This blog has been put aside a little over the last month with a greater concentration on my Facebook posts and with all of the work I seem to have this year including the build-up to my major American exhibition. One of the good suggestions from North Devon's AONB team, which is funding the exhibition prints through their Sustainable Development Grant, was to include more than just caves. This was a great advice and I've been inspired through earlier posts to put my pictures of North Devon's caves in context through other more general landscapes of the coast here, all be it in extreme weather.
Another addition to the show will be almost 200 snapshot sized photographs that I've taken on the ND coast from over the last 6 years. This blog is a set of rusty images from the MS Johanna and other related photographs. I was interested to see how a large metal ship can slowly disappear and start to blend in with the rocks with their natural iron content and with yellows and browns of the wider landscape. If only plastic did the same!

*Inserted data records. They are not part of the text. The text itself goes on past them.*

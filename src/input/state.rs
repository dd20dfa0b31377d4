//! Input state machine for pointer interactions.
//!
//! ## State Transitions
//!
//! ```text
//! Idle -> DraggingField   (pointer down on a field body)
//! Idle -> ResizingField   (pointer down on a field's resize handle)
//!
//! Any -> Idle             (pointer up - finalizes operation)
//! ```

use crate::types::{CanvasPoint, FieldId};

#[derive(Debug, Clone, PartialEq, Default)]
pub enum InputState {
    /// No active pointer operation
    #[default]
    Idle,

    /// Moving a field with the pointer
    DraggingField {
        id: FieldId,
        /// Offset from the field's top-left to the pointer, in page points
        grab_offset: (f32, f32),
    },

    /// Resizing a field from its bottom-right handle
    ResizingField {
        id: FieldId,
        /// Field size when the resize started
        start_size: (f32, f32),
        /// Pointer position (screen) when the resize started
        start_pointer: CanvasPoint,
    },
}

impl InputState {
    pub fn is_idle(&self) -> bool {
        matches!(self, InputState::Idle)
    }

    pub fn dragging_field(&self) -> Option<&FieldId> {
        match self {
            InputState::DraggingField { id, .. } => Some(id),
            _ => None,
        }
    }

    pub fn resizing_field(&self) -> Option<&FieldId> {
        match self {
            InputState::ResizingField { id, .. } => Some(id),
            _ => None,
        }
    }

    /// The field the current operation acts on, if any
    pub fn active_field(&self) -> Option<&FieldId> {
        match self {
            InputState::Idle => None,
            InputState::DraggingField { id, .. } | InputState::ResizingField { id, .. } => Some(id),
        }
    }

    pub fn reset(&mut self) {
        *self = InputState::Idle;
    }
}
//! Integration tests for multi-component workflows.

mod pointer_tests;
//! Viewer-wide constants.
//!
//! Centralizes zoom limits, field defaults and input tolerances.

// ============================================================================
// Zoom & Pan
// ============================================================================

/// Minimum zoom level
pub const MIN_ZOOM: f32 = 0.1;

/// Maximum zoom level
pub const MAX_ZOOM: f32 = 5.0;

/// Default zoom level
pub const DEFAULT_ZOOM: f32 = 1.0;

/// Multiplicative zoom step for zoom in/out
pub const ZOOM_STEP: f32 = 1.2;

// ============================================================================
// Field Defaults
// ============================================================================

/// Default size of a text field in page points (width, height)
pub const DEFAULT_FIELD_SIZE: (f32, f32) = (200.0, 24.0);

/// Minimum field width/height in page points
pub const MIN_FIELD_SIZE: f32 = 4.0;

/// Default font size for text fields
pub const DEFAULT_FONT_SIZE: f32 = 12.0;

/// Minimum font size for text fields
pub const MIN_FONT_SIZE: f32 = 4.0;

/// Maximum font size for text fields
pub const MAX_FONT_SIZE: f32 = 144.0;

// ============================================================================
// Input Handling
// ============================================================================

/// Size of the resize handle at a field's bottom-right corner, in screen pixels
pub const RESIZE_HANDLE_SIZE: f32 = 8.0;

// ============================================================================
// Document
// ============================================================================

/// PDF points per inch
pub const PDF_POINTS_PER_INCH: f32 = 72.0;

/// US Letter page size in points, used when a page has no usable MediaBox
pub const FALLBACK_PAGE_SIZE: (f32, f32) = (612.0, 792.0);

/// Default appearance font resource name written into AcroForm fields
pub const FORM_FONT_RESOURCE: &str = "Helv";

The exhibition in the North Carolina Aquarium on Roanoke Island will be in two large glass cabinets, 8ft wide by 5ft high and 15inches deep. The supplementary images, along with some tourist postcards will line the bottom shelf of each cabinet and give a real context in terms of place for my fine-art images hung above. This will emphasize how two coasts with the name 'Graveyard of the Atlantic' are so different; one a sandy beach the other a rocky shore.